The version number (e.g., version 94) is crucial because it signifies the specific version of the Hermes engine used to compile the bytecode. Each version of Hermes might have different features, optimisations, or bug fixes. Knowing the version can help in:

  • Choosing the Right Tools: Some decompilation tools, like hermes-dec by @P1sec, must support specific Hermes versions to decompile the bytecode correctly. This tool might not support older versions, but for example, hbctool by @bongtrop supports versions 59, 62, 74, and 76.
  • Understanding Bytecode Changes: Different versions of Hermes can introduce changes in the bytecode format, which can affect how you analyse and interpret the decompiled code.

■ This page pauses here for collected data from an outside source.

//! Tests for outcome classification.

use geo::Coord;
use serde_json::json;

use super::*;
use crate::solver::Solution;

fn rect(west: f64, south: f64, east: f64, north: f64) -> Region {
    Region::from_ring(vec![
        Coord { x: west, y: south },
        Coord { x: east, y: south },
        Coord { x: east, y: north },
        Coord { x: west, y: north },
    ])
}

fn metadata() -> BatchMetadata {
    BatchMetadata {
        id: 9,
        client_lon: 0.0,
        client_lat: 0.0,
        client_addr: None,
        proxied: false,
        proxy_lon: None,
        proxy_lat: None,
        proxy_addr: None,
        annotations: Default::default(),
    }
}

fn solution(region: Region, physical_selected: usize, physical_total: usize) -> Solution {
    Solution {
        region,
        included: 0b1,
        cardinality: 1,
        physical_selected,
        physical_total,
    }
}

#[test]
fn test_classify_on_land() {
    let basemap = BaseMap::from_region(rect(-30.0, 30.0, 30.0, 60.0));
    let mut meta = metadata();
    let (tag, region) = classify(
        &solution(rect(-10.0, 40.0, 10.0, 50.0), 2, 2),
        &basemap,
        &mut meta,
        "cbg-m-1",
    );
    assert_eq!(tag, "cbg-m-1");
    assert!(!region.is_empty());
    assert_eq!(meta.annotation("on_land"), Some(&json!(true)));
}

#[test]
fn test_classify_land_clip_shrinks_region() {
    // Half the solved region is off the coast; the published region is
    // the land part only.
    let basemap = BaseMap::from_region(rect(0.0, 30.0, 30.0, 60.0));
    let mut meta = metadata();
    let (_, region) = classify(
        &solution(rect(-10.0, 40.0, 10.0, 50.0), 1, 1),
        &basemap,
        &mut meta,
        "cbg-m-1",
    );
    assert!(region.contains(5.0, 45.0));
    assert!(!region.contains(-5.0, 45.0));
}

#[test]
fn test_classify_at_sea_keeps_region_unclipped() {
    let basemap = BaseMap::from_region(rect(-30.0, 30.0, 30.0, 60.0));
    let mut meta = metadata();
    let solved = rect(100.0, -20.0, 110.0, -10.0);
    let (tag, region) = classify(&solution(solved.clone(), 1, 1), &basemap, &mut meta, "cbg-m-1");
    assert_eq!(tag, TAG_AT_SEA);
    assert_eq!(region, solved);
    assert_eq!(meta.annotation("on_land"), Some(&json!(false)));
}

#[test]
fn test_classify_incomplete_physical_pass_is_empty_intersection() {
    let basemap = BaseMap::from_region(rect(-30.0, 30.0, 30.0, 60.0));
    let mut meta = metadata();
    let (tag, region) = classify(
        &solution(rect(-10.0, 40.0, 10.0, 50.0), 1, 2),
        &basemap,
        &mut meta,
        "cbg-m-1",
    );
    assert_eq!(tag, TAG_EMPTY_INTERSECTION);
    assert!(region.is_empty());
    assert_eq!(meta.annotation("on_land"), Some(&json!(false)));
}

#[test]
fn test_classify_records_inclusion_diagnostics() {
    let basemap = BaseMap::from_region(rect(-30.0, 30.0, 30.0, 60.0));
    let mut meta = metadata();
    classify(
        &solution(rect(-10.0, 40.0, 10.0, 50.0), 2, 2),
        &basemap,
        &mut meta,
        "cbg-m-1",
    );
    assert_eq!(meta.annotation("included_disks"), Some(&json!("0x1")));
    assert_eq!(meta.annotation("num_disks_included"), Some(&json!(1)));
}
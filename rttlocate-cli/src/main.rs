//! locate-from-db - run the geolocation engine over stored batches.
//!
//! Loads the calibration artifact, base map, and landmark table once,
//! then processes every selected batch with a pool of workers, writing
//! one region file per (batch, variant) into the output directory.
//!
//! Exit code 0 means every batch was processed, including batches whose
//! regions came out empty; only unusable startup resources (calibration,
//! base map, database, output directory) exit non-zero.

mod error;

use std::path::PathBuf;
use std::sync::Arc;

use clap::Parser;
use error::CliError;
use tracing::info;

use rttlocate::calibration::CalibrationStore;
use rttlocate::db::{PgStore, RowSource};
use rttlocate::logging::init_logging;
use rttlocate::region::BaseMap;
use rttlocate::runner::{self, RunnerConfig, SharedState};

/// Environment variable consulted when no DSN argument is given.
const DATABASE_URL_ENV: &str = "DATABASE_URL";

#[derive(Parser)]
#[command(name = "locate-from-db")]
#[command(version = rttlocate::VERSION)]
#[command(about = "Locate hosts from stored RTT measurement batches", long_about = None)]
struct Cli {
    /// Directory receiving one region file per (batch, variant)
    output_dir: PathBuf,

    /// Gzipped-JSON calibration artifact
    calibration_file: PathBuf,

    /// GeoJSON land polygon dataset
    basemap_file: PathBuf,

    /// Postgres DSN (default: the DATABASE_URL environment variable)
    database_dsn: Option<String>,

    /// Extra predicate appended to the batch selection query,
    /// e.g. WHERE proxied ORDER BY id
    #[arg(trailing_var_arg = true)]
    selector: Vec<String>,
}

#[tokio::main]
async fn main() {
    if let Err(e) = run().await {
        e.exit();
    }
}

async fn run() -> Result<(), CliError> {
    let cli = Cli::parse();
    init_logging().map_err(CliError::LoggingInit)?;

    let dsn = match cli.database_dsn {
        Some(dsn) => dsn,
        None => std::env::var(DATABASE_URL_ENV).map_err(|_| {
            CliError::Usage(format!(
                "no database DSN given and {DATABASE_URL_ENV} is not set"
            ))
        })?,
    };

    let mut config = RunnerConfig::new(cli.output_dir);
    if !cli.selector.is_empty() {
        config.selector = Some(cli.selector.join(" "));
    }

    info!(version = rttlocate::VERSION, "locate-from-db starting");
    let calibrations = CalibrationStore::load(&cli.calibration_file)?;
    info!(
        variants = calibrations.variant_tags().count(),
        "calibration loaded from {}",
        cli.calibration_file.display()
    );
    let basemap = BaseMap::load(&cli.basemap_file)?;

    // One connection per worker plus one for the coordinator.
    let store = PgStore::connect(&dsn, config.num_workers as u32 + 1).await?;
    let source: Arc<dyn RowSource> = Arc::new(store);
    let landmarks = source.landmarks().await?;
    info!(landmarks = landmarks.len(), "landmark table loaded");

    let shared = Arc::new(SharedState {
        landmarks,
        calibrations,
        basemap,
    });

    let summary = runner::run(source, shared, config).await?;
    info!(
        batches = summary.batches,
        outputs = summary.outputs,
        skipped = summary.skipped_batches,
        "all batches processed"
    );
    Ok(())
}
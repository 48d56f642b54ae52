//! Postgres-backed row source.
//!
//! Wire conventions: addresses are selected as text and parsed here (a
//! malformed address is a per-row warning, not a batch failure), RTTs are
//! double precision, `annot` is a JSON object. Latitudes outside
//! [−90, 90] and poles are dropped per row; longitudes are wrapped.

use std::net::Ipv4Addr;

use async_trait::async_trait;
use futures::TryStreamExt;
use serde_json::Value;
use sqlx::postgres::{PgPool, PgPoolOptions, PgRow};
use sqlx::Row;
use tracing::warn;

use super::types::{BatchMetadata, DbError, MeasurementRow};
use super::RowSource;
use crate::landmarks::{wrap_longitude, LandmarkPosition, LandmarkTable};

/// A pooled Postgres connection source.
pub struct PgStore {
    pool: PgPool,
}

impl PgStore {
    /// Connect to `dsn` with a pool of `max_connections` connections
    /// (one per worker plus one for the coordinator).
    pub async fn connect(dsn: &str, max_connections: u32) -> Result<Self, DbError> {
        let pool = PgPoolOptions::new()
            .max_connections(max_connections)
            .connect(dsn)
            .await
            .map_err(|source| DbError::Connect { source })?;
        Ok(Self { pool })
    }
}

fn parse_addr(raw: Option<String>, what: &'static str, batch: i64) -> Option<Ipv4Addr> {
    let raw = raw?;
    // Postgres inet values may carry a netmask suffix.
    let bare = raw.split('/').next().unwrap_or(&raw);
    match bare.parse() {
        Ok(addr) => Some(addr),
        Err(_) => {
            warn!(batch, value = %raw, "skipping malformed {what} address");
            None
        }
    }
}

#[async_trait]
impl RowSource for PgStore {
    async fn batch_ids(&self, selector: Option<&str>) -> Result<Vec<i64>, DbError> {
        let mut sql = "SELECT id FROM batches".to_string();
        if let Some(predicate) = selector {
            sql.push(' ');
            sql.push_str(predicate);
        }
        let rows = sqlx::query(&sql)
            .fetch_all(&self.pool)
            .await
            .map_err(|source| DbError::Query {
                context: "batch ids",
                source,
            })?;
        rows.iter()
            .map(|row| {
                row.try_get::<i64, _>("id").map_err(|source| DbError::Query {
                    context: "batch ids",
                    source,
                })
            })
            .collect()
    }

    async fn batch_metadata(&self, id: i64) -> Result<BatchMetadata, DbError> {
        let row = sqlx::query(
            "SELECT client_lat, client_lon, client_addr::text AS client_addr, proxied, \
             proxy_lat, proxy_lon, proxy_addr::text AS proxy_addr, annot \
             FROM batches WHERE id = $1",
        )
        .bind(id)
        .fetch_one(&self.pool)
        .await
        .map_err(|source| DbError::Query {
            context: "batch metadata",
            source,
        })?;

        let decode = |source| DbError::Query {
            context: "batch metadata",
            source,
        };
        let annot: Option<Value> = row.try_get("annot").map_err(decode)?;
        let annotations = match annot {
            Some(Value::Object(map)) => map,
            Some(other) => {
                warn!(batch = id, "batch annot is not a JSON object: {other}");
                Default::default()
            }
            None => Default::default(),
        };

        Ok(BatchMetadata {
            id,
            client_lat: row.try_get("client_lat").map_err(decode)?,
            client_lon: wrap_longitude(row.try_get("client_lon").map_err(decode)?),
            client_addr: parse_addr(row.try_get("client_addr").map_err(decode)?, "client", id),
            proxied: row.try_get("proxied").map_err(decode)?,
            proxy_lat: row.try_get("proxy_lat").map_err(decode)?,
            proxy_lon: row
                .try_get::<Option<f64>, _>("proxy_lon")
                .map_err(decode)?
                .map(wrap_longitude),
            proxy_addr: parse_addr(row.try_get("proxy_addr").map_err(decode)?, "proxy", id),
            annotations,
        })
    }

    async fn measurements(&self, id: i64) -> Result<Vec<MeasurementRow>, DbError> {
        let mut stream = sqlx::query(
            "SELECT dst::text AS dst, rtt_ms, status FROM measurements WHERE batch = $1",
        )
        .bind(id)
        .fetch(&self.pool);

        let mut out = Vec::new();
        while let Some(row) = stream.try_next().await.map_err(|source| DbError::Query {
            context: "measurements",
            source,
        })? {
            if let Some(parsed) = decode_measurement(&row, id) {
                out.push(parsed);
            }
        }
        Ok(out)
    }

    async fn landmarks(&self) -> Result<LandmarkTable, DbError> {
        let mut stream = sqlx::query(
            "SELECT ipv4::text AS ipv4, label, longitude, latitude, country, asn FROM hosts",
        )
        .fetch(&self.pool);

        let mut table = LandmarkTable::new();
        while let Some(row) = stream.try_next().await.map_err(|source| DbError::Query {
            context: "hosts",
            source,
        })? {
            if let Some(landmark) = decode_landmark(&row) {
                table.insert(landmark);
            }
        }
        Ok(table)
    }
}

fn decode_measurement(row: &PgRow, batch: i64) -> Option<MeasurementRow> {
    let dst: Option<String> = row.try_get("dst").ok()?;
    let dst = parse_addr(dst, "measurement destination", batch)?;
    let rtt_ms: f64 = match row.try_get("rtt_ms") {
        Ok(v) => v,
        Err(error) => {
            warn!(batch, %dst, %error, "skipping measurement row with unreadable rtt");
            return None;
        }
    };
    let status: i32 = match row.try_get("status") {
        Ok(v) => v,
        Err(error) => {
            warn!(batch, %dst, %error, "skipping measurement row with unreadable status");
            return None;
        }
    };
    Some(MeasurementRow {
        dst,
        rtt_ms: rtt_ms as f32,
        status,
    })
}

fn decode_landmark(row: &PgRow) -> Option<LandmarkPosition> {
    let ipv4: Option<String> = row.try_get("ipv4").ok()?;
    let ipv4 = parse_addr(ipv4, "host", -1)?;
    let label: String = match row.try_get("label") {
        Ok(v) => v,
        Err(error) => {
            warn!(host = %ipv4, %error, "skipping host row with unreadable label");
            return None;
        }
    };
    let lon: f64 = row.try_get("longitude").ok()?;
    let lat: f64 = row.try_get("latitude").ok()?;
    if !lat.is_finite() || !lon.is_finite() || lat.abs() >= 90.0 {
        warn!(host = %ipv4, lat, lon, "skipping host with out-of-range position");
        return None;
    }
    let mut landmark = LandmarkPosition::new(ipv4, label, lon, lat);
    landmark.country = row.try_get("country").ok().flatten();
    landmark.asn = row.try_get("asn").ok().flatten();
    Some(landmark)
}
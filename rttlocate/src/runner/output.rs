//! Region output files.
//!
//! One GeoJSON `Feature` per (batch, variant): the geometry is the
//! region's multi-polygon (empty for empty regions) and the properties
//! are the batch metadata with its annotation map flattened in. The
//! filename is `<tag>-<batch_id>.geojson`, where `tag` is either the
//! variant identifier or an error tag.

use std::io;
use std::path::{Path, PathBuf};

use geojson::{Feature, Geometry, JsonObject, Value};
use thiserror::Error;

use crate::db::BatchMetadata;
use crate::region::Region;

/// Extension of region output files.
pub const OUTPUT_EXT: &str = "geojson";

/// Tag for a batch whose region exists but touches no land.
pub const TAG_AT_SEA: &str = "at-sea";
/// Tag for a batch with no feasible region.
pub const TAG_EMPTY_INTERSECTION: &str = "empty-intersection";
/// Tag for a batch with no usable landmark observations.
pub const TAG_NO_OBSERVATIONS: &str = "no-observations";

/// Errors writing region files.
#[derive(Debug, Error)]
pub enum OutputError {
    #[error("cannot write region file '{path}': {source}")]
    Io {
        path: PathBuf,
        #[source]
        source: io::Error,
    },
}

/// `<tag>-<batch_id>.geojson`
pub fn region_file_name(tag: &str, batch_id: i64) -> String {
    format!("{tag}-{batch_id}.{OUTPUT_EXT}")
}

/// Serialize a region and its batch metadata as a GeoJSON feature.
pub fn region_feature(region: &Region, metadata: &BatchMetadata) -> Feature {
    let properties: JsonObject = match serde_json::to_value(metadata) {
        Ok(serde_json::Value::Object(map)) => map,
        _ => JsonObject::new(),
    };
    Feature {
        bbox: None,
        geometry: Some(Geometry::new(Value::from(region.as_multi_polygon()))),
        id: None,
        properties: Some(properties),
        foreign_members: None,
    }
}

/// Write the region file for one (batch, variant) and return its path.
pub async fn write_region(
    dir: &Path,
    tag: &str,
    batch_id: i64,
    region: &Region,
    metadata: &BatchMetadata,
) -> Result<PathBuf, OutputError> {
    let path = dir.join(region_file_name(tag, batch_id));
    let feature = region_feature(region, metadata);
    tokio::fs::write(&path, feature.to_string())
        .await
        .map_err(|source| OutputError::Io {
            path: path.clone(),
            source,
        })?;
    Ok(path)
}

#[cfg(test)]
mod tests {
    use super::*;
    use crate::region::Region;

    fn metadata() -> BatchMetadata {
        let mut meta = BatchMetadata {
            id: 42,
            client_lon: -122.0,
            client_lat: 37.0,
            client_addr: None,
            proxied: false,
            proxy_lon: None,
            proxy_lat: None,
            proxy_addr: None,
            annotations: Default::default(),
        };
        meta.annotate("variant", "cbg-m-1");
        meta.annotate("on_land", true);
        meta
    }

    #[test]
    fn test_file_name_format() {
        assert_eq!(region_file_name("cbg-m-1", 42), "cbg-m-1-42.geojson");
        assert_eq!(
            region_file_name(TAG_EMPTY_INTERSECTION, 7),
            "empty-intersection-7.geojson"
        );
    }

    #[test]
    fn test_feature_carries_annotations() {
        let feature = region_feature(&Region::map_rectangle(), &metadata());
        let props = feature.properties.unwrap();
        assert_eq!(props["variant"], "cbg-m-1");
        assert_eq!(props["on_land"], true);
        assert_eq!(props["id"], 42);
        assert!(feature.geometry.is_some());
    }

    #[tokio::test]
    async fn test_write_and_parse_back() {
        let dir = tempfile::TempDir::new().unwrap();
        let path = write_region(
            dir.path(),
            "cbg-m-1",
            42,
            &Region::map_rectangle(),
            &metadata(),
        )
        .await
        .unwrap();
        assert!(path.ends_with("cbg-m-1-42.geojson"));

        let text = std::fs::read_to_string(&path).unwrap();
        let parsed: geojson::GeoJson = text.parse().unwrap();
        match parsed {
            geojson::GeoJson::Feature(f) => {
                assert!(matches!(
                    f.geometry.unwrap().value,
                    Value::MultiPolygon(_)
                ));
            }
            other => panic!("expected a Feature, got {other:?}"),
        }
    }

    #[tokio::test]
    async fn test_empty_region_still_writes() {
        let dir = tempfile::TempDir::new().unwrap();
        let path = write_region(
            dir.path(),
            TAG_EMPTY_INTERSECTION,
            7,
            &Region::empty(),
            &metadata(),
        )
        .await
        .unwrap();
        let text = std::fs::read_to_string(&path).unwrap();
        assert!(text.contains("MultiPolygon"));
    }
}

Step 5: Install Hermes decompile tool

  1. Decompile Hermes Bytecode: Use hermes-dec to convert the Hermes bytecode back to JavaScript. Let’s first set the hermes-dec
$ git clone git@github.com:P1sec/hermes-dec.git
$ cd hermes-dec/
$ python3 setup.py install

Step 6: Try to Disassemble and Decompile the Hermes Binary

  1. While decompiling React Native applications typically involves extracting and analysing JavaScript code, applications using the Hermes engine require an additional step to handle the Hermes bytecode. Here’s how you can disassemble and decompile the Hermes bytecode using hermes-dec:
$ python3 hbc_disassembler.py ../index.android.bundle disassemreact 
[+] Disassembly output wrote to "disassemreact"
  1. Lets Decompile and get the pseudocode
$ hbc_decompiler.py ../index.android.bundle decompiledreact
[+] Decompiled output wrote to "decompiledreact"

Pasted image 20240522130655

For further deobfuscation, use tools like JavaScript Deobfuscator if your JavaScript code is still obfuscated and not easily readable. https://github.com/ben-sb/obfuscator-io-deobfuscator


Decompiling an Android React Native application using the Hermes engine involves detailed and technically challenging steps. By leveraging tools such as adb, APKTool, hermes-dec, and Deobfuscation tools, security researchers can gain deep insights into the app’s structure and functionality, aiding in vulnerability discovery and security assessments.

This post is licensed under CC BY 4.0 by the author.